The invention relates to medicine, namely to traumatology, neurosurgery, vertebrology, and can be used for minimally invasive surgical treatment of explosive, including complicated fractures of the thoracolumbar spine.

Explosive fractures of the thoracolumbar spine are accompanied by a decrease in the sagittal size of the spinal canal due to displacement of fragments of the vertebral body ¹ (1 (Magerl F., Aebi M., Gertzbein SD et al. A comprehensive classification of thoracic and lumbar injuries // Eur. Spine J. - 1994. - Vol. 3. - P. 184-201)). The neurological deficit present in such patients or the threat of its appearance requires urgent surgical intervention ² . (2 (Tsivyan. Ya. L. Some reasons in favor of surgical treatment of spinal fractures // Surgery. - 1986. - No. 11. - C. 3-8)). Given the high percentage of concomitant injuries associated with explosive fractures of the spine, as well as the serious condition of the victims, it is necessary to minimize the stress impact of operations performed in the treatment of this category of patients ³ . (3 (Perlmutter O.A. Injury of the spine and spinal cord combined with extravertebral injuries: (clinic, diagnosis, and surgical tactics): abstract of thesis ... candidate of medical sciences. - M .. 1988, 24 pp .; Mlyavykh, S.G. Surgical tactics for unstable isolated and combined injuries of the thoracic and lumbar spine: Abstract of thesis of Candidate of Medical Sciences / S.G. Mlyavykh. Moscow. 2009. - 27 p.)).

In order to decompress the spinal canal, essentially from a minimally invasive paraspinal intermuscular access, an endoscopic technique is used. The stabilizing stage of the operation is the partially transdermal and partially open installation of transpedicular screws.

Analogs of the invention

The well-known "Method of decompression of the spinal cord for fractures of the thoracic and lumbar vertebrae", RF patent No. 2467716, IPC A61B 17/56, publ. 11/27/2012. The method is a posterolateral surgical access to the anterolateral spinal canal of the thoracic spine and microsurgical removal of a fragment of the vertebra compressing the back of the brain in front. Use endoscopic technique with a minimum volume of osteoligmented resection. Posterolateral surgical access to the spinal canal is carried out by partial resection of the arch leg and articular processes of the vertebra while maintaining their anatomical and functional integrity. The removal of a bone fragment compressing the spinal cord is carried out by resection of the back of the vertebral body and the edge of the spinal canal within the middle supporting column of the spine. Remove bone fragments from the spinal canal under endoscopic control. For access, microsurgical instruments, magnifying equipment, endoscopic equipment (www1.fips.ru/) are required.

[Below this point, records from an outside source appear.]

use std::sync::Arc;

use teloxide::prelude::*;

use calcbot_core::messaging::types::Command;

use crate::router::AppState;

use super::sender;

pub async fn handle_command(msg: Message, state: Arc<AppState>) -> ResponseResult<()> {
    let Some((chat_id, user_id)) = sender(&msg) else {
        return Ok(());
    };
    let Some(text) = msg.text() else {
        return Ok(());
    };

    let cmd = Command::parse(chat_id, user_id, text);
    let name = cmd.name.clone();
    if let Err(e) = state.calculator.handle_command(cmd).await {
        tracing::warn!(user = user_id.0, command = %name, error = %e, "command failed");
    }

    Ok(())
}
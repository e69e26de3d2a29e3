//! Global config file source: `$XDG_CONFIG_HOME/settings-store/config.toml` on
//! Linux, the platform config directory elsewhere.

use config::builder::DefaultState;
use config::ConfigBuilder;
use config::ConfigError;
use config::File;
use config::FileFormat;
use directories::ProjectDirs;
use std::path::PathBuf;
use tracing::debug;

/// Path to global config file.
pub fn global_config_path() -> Option<PathBuf> {
    ProjectDirs::from("", "", "settings-store").map(|dirs| dirs.config_dir().join("config.toml"))
}

/// Add global config file source to builder if it exists.
pub fn add_to_builder(
    mut builder: ConfigBuilder<DefaultState>,
) -> Result<ConfigBuilder<DefaultState>, ConfigError> {
    if let Some(path) = global_config_path() {
        if path.exists() {
            builder = builder.add_source(
                File::from(path.as_path())
                    .format(FileFormat::Toml)
                    .required(false),
            );
        } else {
            debug!(
                config_path = %path.display(),
                "No global configuration file"
            );
        }
    }
    Ok(builder)
}
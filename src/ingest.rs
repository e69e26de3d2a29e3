//! Configuration text ingestion
//!
//! Reads INI-style text, requires the reserved section and coerces every value
//! into a typed [`SettingValue`](crate::value::SettingValue). The result is a
//! flat settings tree ready to be merged into a store.

pub mod coerce;
pub mod parse;

pub use coerce::{coerce, is_number};
pub use parse::{IniDocument, Section, DEFAULT_SECTION};

use crate::error::SettingsError;
use crate::value::SettingsTree;
use std::io::Read;
use std::path::Path;
use tracing::debug;

/// Section every configuration text must contain.
pub const GLOBALS_SECTION: &str = "globals";

/// Turns configuration text into flat, typed settings.
#[derive(Debug, Clone, PartialEq, Eq)]
pub struct ConfigIngestor {
    section: String,
}

impl Default for ConfigIngestor {
    fn default() -> Self {
        Self::new(GLOBALS_SECTION)
    }
}

impl ConfigIngestor {
    /// Ingestor requiring `section` instead of `globals`.
    pub fn new(section: impl Into<String>) -> Self {
        Self {
            section: section.into(),
        }
    }

    /// Name of the section this ingestor reads.
    pub fn section(&self) -> &str {
        &self.section
    }

    /// Ingest a complete document that carries its own section header.
    pub fn read_str(&self, text: &str) -> Result<SettingsTree, SettingsError> {
        let doc = IniDocument::parse(text)?;
        let items = doc
            .items(&self.section)
            .ok_or_else(|| SettingsError::MissingSection(self.section.clone()))?;

        let settings = coerce_all(items);

        debug!(
            section = %self.section,
            keys = settings.len(),
            "Ingested configuration text"
        );
        Ok(settings)
    }

    /// Ingest a document from a reader. The reader is drained in one buffered
    /// read before parsing starts.
    pub fn read_reader<R: Read>(&self, mut reader: R) -> Result<SettingsTree, SettingsError> {
        let mut text = String::new();
        reader.read_to_string(&mut text)?;
        self.read_str(&text)
    }

    pub fn read_file(&self, path: &Path) -> Result<SettingsTree, SettingsError> {
        debug!(path = %path.display(), "Reading configuration file");
        let text = std::fs::read_to_string(path)?;
        self.read_str(&text)
    }

    /// Ingest bare `key = value` lines. The section header is synthesized, so
    /// callers only pass the settings themselves.
    pub fn read_fragment(&self, body: &str) -> Result<SettingsTree, SettingsError> {
        let text = format!("[{}]\n{}", self.section, body);
        self.read_str(&text)
    }
}

/// Coerce each raw value of an already-split mapping.
pub fn coerce_all<'a, I>(pairs: I) -> SettingsTree
where
    I: IntoIterator<Item = (&'a str, &'a str)>,
{
    pairs
        .into_iter()
        .map(|(key, raw)| (key.to_string(), coerce(raw)))
        .collect()
}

The disadvantage of this solution is the use of classical median access, in which soft tissue is detached from the underlying bone structures of the spine with a violation of local blood circulation. This method is characterized by a significant traumatic effect on the muscle tissue of the back, which does not fully comply with the principles of minimally invasive surgery. The stabilizing stage of the operation using a transpedicular fixation system is performed in the traditional way.

Also known is the Clinical application of the paraspinal erector approach for spinal canal decompression in upper lumber burst fractures, authors Xi-Yan Xu, Zheng-Jian Yan, Qing Ma, Liang Chen, Zhen-Yong Ke, Fu Chen, Yun Chen, Lei Chu , Zhong-Liang Deng publ. in Journal of Orthopedic Surgery and Research 2014, (http://www.josr-online.com/contene/9/1/105).

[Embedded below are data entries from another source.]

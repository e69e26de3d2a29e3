//! Integration tests for the Settings Store

use settings_store::{SettingValue, SettingsError, SettingsStore, SettingsTree};
use tempfile::TempDir;

use crate::integration::write_file;

fn tree(pairs: Vec<(&str, SettingValue)>) -> SettingsTree {
    pairs
        .into_iter()
        .map(|(k, v)| (k.to_string(), v))
        .collect()
}

/// Deep update keeps sibling keys of the nested mapping
#[test]
fn test_deep_update_keeps_siblings() {
    let mut store = SettingsStore::from_tree(tree(vec![(
        "db",
        tree(vec![("host", "a".into()), ("port", 5432.into())]).into(),
    )]));

    store.update_settings(tree(vec![("db", tree(vec![("port", 5433.into())]).into())]));

    let expected = tree(vec![(
        "db",
        tree(vec![("host", "a".into()), ("port", 5433.into())]).into(),
    )]);
    assert_eq!(store.settings(), &expected);
}

/// Text update merges typed values over existing keys
#[test]
fn test_update_from_config_str() {
    let mut store = SettingsStore::from_tree(tree(vec![("x", 1.into()), ("z", 2.into())]));

    store.update_settings_from_config_str("x = 5\ny = foo").unwrap();

    let expected = tree(vec![("x", 5.into()), ("y", "foo".into()), ("z", 2.into())]);
    assert_eq!(store.settings(), &expected);
}

/// Text update into a nested key replaces it with the flat scalar
#[test]
fn test_text_update_overwrites_nested_tree() {
    let mut store = SettingsStore::from_tree(tree(vec![(
        "db",
        tree(vec![("host", "a".into())]).into(),
    )]));
    store.update_settings_from_config_str("db = none").unwrap();
    assert_eq!(store.setting("db").unwrap(), &SettingValue::Null);
}

/// Missing reserved section fails and leaves the tree unchanged
#[test]
fn test_missing_section_leaves_store_unmodified() {
    let temp_dir = TempDir::new().unwrap();
    let path = write_file(temp_dir.path(), "other.ini", "[other]\nx = 99\n");

    let mut store = SettingsStore::from_tree(tree(vec![("x", 1.into())]));
    let before = store.settings_snapshot();

    let err = store.update_settings_from_config_file(&path).unwrap_err();
    assert!(matches!(err, SettingsError::MissingSection(ref s) if s == "globals"));
    assert_eq!(store.settings(), &before);
}

/// Malformed text is never partially applied
#[test]
fn test_parse_error_applies_nothing() {
    let mut store = SettingsStore::from_tree(SettingsTree::new());
    let err = store
        .update_settings_from_config_str("good = 1\n[unterminated\nlater = 2")
        .unwrap_err();
    assert!(matches!(err, SettingsError::Parse(_)));
    assert!(store.settings().is_empty());
}

/// File update reads a full document with its own header
#[test]
fn test_update_from_config_file() {
    let temp_dir = TempDir::new().unwrap();
    let path = write_file(
        temp_dir.path(),
        "app.ini",
        "; application settings\n[globals]\nretryCount = 3\ntimeoutSeconds = 2.5\ndebugMode = True\nlabel = staging\n",
    );

    let mut store = SettingsStore::new(|tree| {
        tree.insert("label".to_string(), "dev".into());
        tree.insert("workers".to_string(), 2.into());
        Ok(())
    })
    .unwrap();
    store.update_settings_from_config_file(&path).unwrap();

    assert_eq!(store.setting("retryCount").unwrap(), &SettingValue::Int(3));
    assert_eq!(store.setting("timeoutSeconds").unwrap(), &SettingValue::Float(2.5));
    assert_eq!(store.setting("debugMode").unwrap(), &SettingValue::Bool(true));
    assert_eq!(store.setting("label").unwrap(), &SettingValue::from("staging"));
    assert_eq!(store.setting("workers").unwrap(), &SettingValue::Int(2));
}

/// Builder without an initializer cannot produce a store
#[test]
fn test_store_requires_initializer() {
    let err = SettingsStore::builder().build().unwrap_err();
    assert!(matches!(err, SettingsError::Initialization(_)));
}

/// Lookups fail loudly; the default form is opt-in
#[test]
fn test_lookup_semantics() {
    let store = SettingsStore::from_tree(tree(vec![("KeyName", 1.into())]));
    assert!(matches!(store.setting("keyname"), Err(SettingsError::Lookup(_))));
    let fallback = SettingValue::from("fallback");
    assert_eq!(store.setting_or("keyname", &fallback), &fallback);
    assert_eq!(store.setting("KeyName").unwrap(), &SettingValue::Int(1));
}

/// The live tree is an escape hatch that bypasses merge semantics
#[test]
fn test_settings_mut_replaces_subtree_directly() {
    let mut store = SettingsStore::from_tree(tree(vec![(
        "db",
        tree(vec![("host", "a".into()), ("port", 5432.into())]).into(),
    )]));
    store
        .settings_mut()
        .insert("db".to_string(), tree(vec![("port", 1.into())]).into());
    assert!(store.setting_path("db.host").is_err());
}

/// Shallow overwrite replaces nested trees wholesale
#[test]
fn test_overwrite_settings() {
    let mut store = SettingsStore::from_tree(tree(vec![
        ("db", tree(vec![("host", "a".into())]).into()),
        ("keep", true.into()),
    ]));
    store.overwrite_settings(tree(vec![("db", tree(vec![("port", 1.into())]).into())]));
    assert!(store.setting_path("db.host").is_err());
    assert_eq!(store.setting_path("db.port").unwrap(), &SettingValue::Int(1));
    assert_eq!(store.setting("keep").unwrap(), &SettingValue::Bool(true));
}
//! CLI presentation: render trees, single values and coercion results as text,
//! JSON or TOML.

use crate::error::SettingsError;
use crate::value::{SettingValue, SettingsTree};
use comfy_table::presets::UTF8_FULL;
use comfy_table::Table;

fn invalid_format(format: &str, allowed: &str) -> SettingsError {
    SettingsError::Config(format!(
        "Invalid output format: {} (must be {})",
        format, allowed
    ))
}

/// Flatten a tree into `(dotted.path, value)` rows, depth first in key order.
/// Empty nested trees appear as their own row.
pub fn flatten_tree(tree: &SettingsTree) -> Vec<(String, &SettingValue)> {
    let mut rows = Vec::new();
    collect_rows(tree, None, &mut rows);
    rows
}

fn collect_rows<'a>(
    tree: &'a SettingsTree,
    prefix: Option<&str>,
    rows: &mut Vec<(String, &'a SettingValue)>,
) {
    for (key, value) in tree {
        let path = match prefix {
            Some(prefix) => format!("{}.{}", prefix, key),
            None => key.clone(),
        };
        match value {
            SettingValue::Tree(nested) if !nested.is_empty() => {
                collect_rows(nested, Some(&path), rows)
            }
            _ => rows.push((path, value)),
        }
    }
}

/// Copy of `tree` without null leaves. TOML has no null, so an unset setting
/// is rendered by omitting its key.
fn without_nulls(tree: &SettingsTree) -> SettingsTree {
    tree.iter()
        .filter(|(_, value)| !value.is_null())
        .map(|(key, value)| {
            let kept = match value {
                SettingValue::Tree(nested) => SettingValue::Tree(without_nulls(nested)),
                other => other.clone(),
            };
            (key.clone(), kept)
        })
        .collect()
}

fn table_for(rows: &[(String, &SettingValue)]) -> Table {
    let mut table = Table::new();
    table.load_preset(UTF8_FULL);
    table.set_header(vec!["Setting", "Kind", "Value"]);
    for (path, value) in rows {
        table.add_row(vec![path.clone(), value.kind().to_string(), value.to_string()]);
    }
    table
}

/// Render a whole settings tree.
pub fn format_tree(tree: &SettingsTree, format: &str) -> Result<String, SettingsError> {
    match format {
        "json" => Ok(serde_json::to_string_pretty(tree)?),
        "toml" => Ok(toml::to_string(&without_nulls(tree))?),
        "text" => {
            if tree.is_empty() {
                return Ok("(no settings)".to_string());
            }
            Ok(table_for(&flatten_tree(tree)).to_string())
        }
        other => Err(invalid_format(other, "'text', 'json' or 'toml'")),
    }
}

/// Render a single setting found at `path`.
pub fn format_value(path: &str, value: &SettingValue, format: &str) -> Result<String, SettingsError> {
    match format {
        "json" => Ok(serde_json::to_string_pretty(value)?),
        "text" => match value {
            SettingValue::Tree(nested) => {
                let rows: Vec<(String, &SettingValue)> = flatten_tree(nested)
                    .into_iter()
                    .map(|(sub, v)| (format!("{}.{}", path, sub), v))
                    .collect();
                Ok(table_for(&rows).to_string())
            }
            scalar => Ok(scalar.to_string()),
        },
        other => Err(invalid_format(other, "'text' or 'json'")),
    }
}

/// Render the typed result of coercing `token`.
pub fn format_coercion(token: &str, value: &SettingValue, format: &str) -> Result<String, SettingsError> {
    match format {
        "json" => Ok(serde_json::to_string_pretty(&serde_json::json!({
            "token": token,
            "kind": value.kind().to_string(),
            "value": value,
        }))?),
        "text" => Ok(format!("{}\t{}", value.kind(), value)),
        other => Err(invalid_format(other, "'text' or 'json'")),
    }
}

The authors combine percutaneous transpedicular stabilization with mini-access to perform decompression of the spinal canal. However, mini-access, in contrast to the claimed one, is performed more laterally between m. iliocostalis and m. longissimus. Removing the vertebral arch when it is damaged and displaced into the spinal canal from this access is not possible. A rigid retractor, compressing the surrounding tissues, is used to abduct and retain muscles, which increases the traumatic effect on the muscle tissue of the back and increases blood loss. The method does not include the use of endoscopic technology.

Also known is the Posterior keyhole corpectomy method with percutaneous pedicle screw stabilization in the surgical management of lumbar burst fractures. Authors Maciejczak A, Barnas P, Dudziak P, Jagiello-Bajer B, Litwora B, Sumara M. Neurosurgery. 2007 Apr; 60

(4 Suppl 2): 232-41; discussion 241-2. (http://www.pubfacts.com/)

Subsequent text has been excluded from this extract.